A Practical Guide to Blocking Cyber Threats

As cyberthreats dominate the news headlines day after day, it is important for large multinational organizations and nonprofits to take immediate notice of such events. Nonprofits often work under stark resource constraints, such as minimal IT staff and limited access control methods — yet the critical information they carry, from donor to staff information, must always be protected. As cyberattacks on nonprofits are rising faster than ever, the limitations that nonprofits have often put in place make them an ideal target for phishing, account takeover, and insider misuse.

One of the critical and initial methods nonprofits can implement to protect their assets is the Principle of Least Privilege. The principle is based on the simple idea that bare minimum access to the appropriate resource should be provided to the subject, and no more than what is required for them to do their job. In general, there are basically no blanket permissions and no “admin for convenience.” It is a highly practical and actionable approach to fortify their defenses — without requiring a major personnel or technical overhaul. The principle — when implemented correctly — reduces the attack surface area for nonprofits and prevents such attacks from happening in the first place. 

Now, let us look at some of the practical approaches by which nonprofits can streamline their access controls and ensure that the right people have the right permissions — at exactly the right time.

Simplify Permissions With RBAC and Eliminate Over-Privileged Accounts

Role-based access control (RBAC) is one of the easiest ways to implement least privilege. It doesn’t require the presence of a large IT team for implementation. It is fairly straightforward — instead of assigning permissions to individuals on a case-by-case basis, RBAC puts users in groups based on certain predefined roles. These roles could be volunteer, staff, program manager, finance, IT, and executive. The roles are only granted with the permissions and privileges required to perform their job responsibilities and nothing more than that. This is very important for nonprofits, as nonprofit roles often vary widely and they also shift frequently — volunteers may support data entry for a short period, program managers may need access to case management systems, and finance teams handle sensitive donor or payment information. In this way, permissions can be standardized over time, and security posture is enhanced. 

Reduce Risk With Time-Bound Permissions

Nonprofits usually manage very sensitive information, such as donor information, financial records, or CRM systems. As a result, granting elevated access to users can pose a risk. One effective way to address this risk is to provide Just-in-Time (JIT) access. This is done preferably for a limited time window. 

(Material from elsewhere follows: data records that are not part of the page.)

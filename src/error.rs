use thiserror::Error;

#[derive(Error, Debug)]
pub enum ReconError {
    #[error("Configuration error: {0}")]
    Configuration(String),

    #[error("Load error: {0}")]
    Load(String),

    #[error("Materialize error: {0}")]
    Materialize(String),

    #[error("Join key error: {0}")]
    JoinKey(String),

    #[error("LLM error: {0}")]
    Llm(String),

    #[error("Execution error: {0}")]
    Execution(String),

    #[error("Job store error: {0}")]
    Store(String),

    #[error("Capability timed out after {0}s")]
    Timeout(u64),

    #[error("IO error: {0}")]
    Io(#[from] std::io::Error),

    #[error("JSON error: {0}")]
    Json(#[from] serde_json::Error),

    #[error("Polars error: {0}")]
    Polars(String),

    #[error("HTTP error: {0}")]
    Http(String),
}

impl ReconError {
    /// Machine-readable kind reported in `ReconResponse.error.kind`.
    pub fn kind(&self) -> &'static str {
        match self {
            ReconError::Configuration(_) => "configuration",
            ReconError::Load(_) | ReconError::Polars(_) => "load",
            ReconError::Materialize(_) => "materialize",
            ReconError::JoinKey(_) => "join_key",
            ReconError::Llm(_) | ReconError::Timeout(_) => "capability",
            ReconError::Execution(_) => "execution",
            ReconError::Store(_) => "store",
            ReconError::Io(_) | ReconError::Json(_) | ReconError::Http(_) => "internal",
        }
    }

    /// Fatal errors abort the run; everything else degrades to a status.
    pub fn is_fatal(&self) -> bool {
        !matches!(
            self,
            ReconError::Llm(_) | ReconError::Timeout(_) | ReconError::Execution(_)
        )
    }
}

impl From<polars::error::PolarsError> for ReconError {
    fn from(err: polars::error::PolarsError) -> Self {
        ReconError::Polars(err.to_string())
    }
}

impl From<reqwest::Error> for ReconError {
    fn from(err: reqwest::Error) -> Self {
        ReconError::Http(err.to_string())
    }
}

impl From<rusqlite::Error> for ReconError {
    fn from(err: rusqlite::Error) -> Self {
        ReconError::Store(err.to_string())
    }
}

impl From<sqlx::Error> for ReconError {
    fn from(err: sqlx::Error) -> Self {
        ReconError::Load(err.to_string())
    }
}

pub type Result<T> = std::result::Result<T, ReconError>;

#[cfg(test)]
mod tests {
    use super::*;

    #[test]
    fn test_kind_strings() {
        assert_eq!(ReconError::Configuration("x".into()).kind(), "configuration");
        assert_eq!(ReconError::JoinKey("x".into()).kind(), "join_key");
        assert_eq!(ReconError::Timeout(5).kind(), "capability");
    }

    #[test]
    fn test_fatality() {
        assert!(ReconError::Load("missing file".into()).is_fatal());
        assert!(!ReconError::Execution("boom".into()).is_fatal());
        assert!(!ReconError::Llm("bad json".into()).is_fatal());
    }
}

Once the task is complete and the session is completed, the user’s access is revoked, hence reducing the risk of a potential breach. This is particularly useful during situations where short-term access might be required for volunteers, especially during emergency or disaster response events. Contractors or consultants who work part-time for the firm and are engaged for specific projects, such as system migrations, audits, or process improvements, also necessitate this type of access. JIT access control also provides a two-pronged benefit, implementing temporary access not only strengthens security but also simplifies administrative overhead.

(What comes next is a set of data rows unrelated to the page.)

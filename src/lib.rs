pub mod capability;
pub mod config;
pub mod connectors;
pub mod dataset;
pub mod entity_resolver;
pub mod error;
pub mod llm;
pub mod observability;
pub mod orchestrator;
pub mod query_synth;
pub mod schema_matcher;
pub mod similarity;
pub mod warehouse;

pub use config::Settings;
pub use connectors::SourceConfig;
pub use error::{ReconError, Result};
pub use orchestrator::{ApprovalDecision, Orchestrator, ReconRequest, ReconResponse, RunStatus};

Build Checks and Balances With Segregation of Duties (SoD)

When no single individual has governance over a single process, segregation of duties (SoD) forms the basis of it. This is especially crucial for nonprofits, wherein a diverse set of stakeholders is involved. By separating out responsibilities amongst different people, nonprofits can significantly reduce the risk of fraud, accidental errors, and insider misuse. Basically, this also helps in creating built-in checks and balances that strengthen overall accountability. For example, considering the case of managing donor contributions into a financial system, perhaps someone from the finance or accounting team should handle reconciliation. 

Finally, refunds or payment modifications should be approved by a manager or director, ensuring a final layer of oversight. Lastly, implementing SoD doesn’t require much effort. Duties can be separated by simple RBAC principles as discussed above, requiring dual approvals for sensitive actions or involving volunteers and board members in oversight functions.

Conduct Periodic Access Reviews to Prevent Permission Creep and Excess Privileges

After implementing RBAC and SoD, it is important to continuously monitor user roles from an accounting and audit trail perspective. Access rights of users can unintentionally increase over time due to shifting roles or responsibilities. As a result, access reviews should be conducted periodically. These structured reviews make it easy to check who has access to the different systems and whether their current role requires them to have certain privileges or not. Access should be analyzed first. If deemed necessary, access should be revoked immediately for former staff, inactive volunteers, and anyone with a cancelled or changed role. In a similar manner, the access of temporary contractors and auditors should also be reviewed to ensure expired access hasn’t been ignored.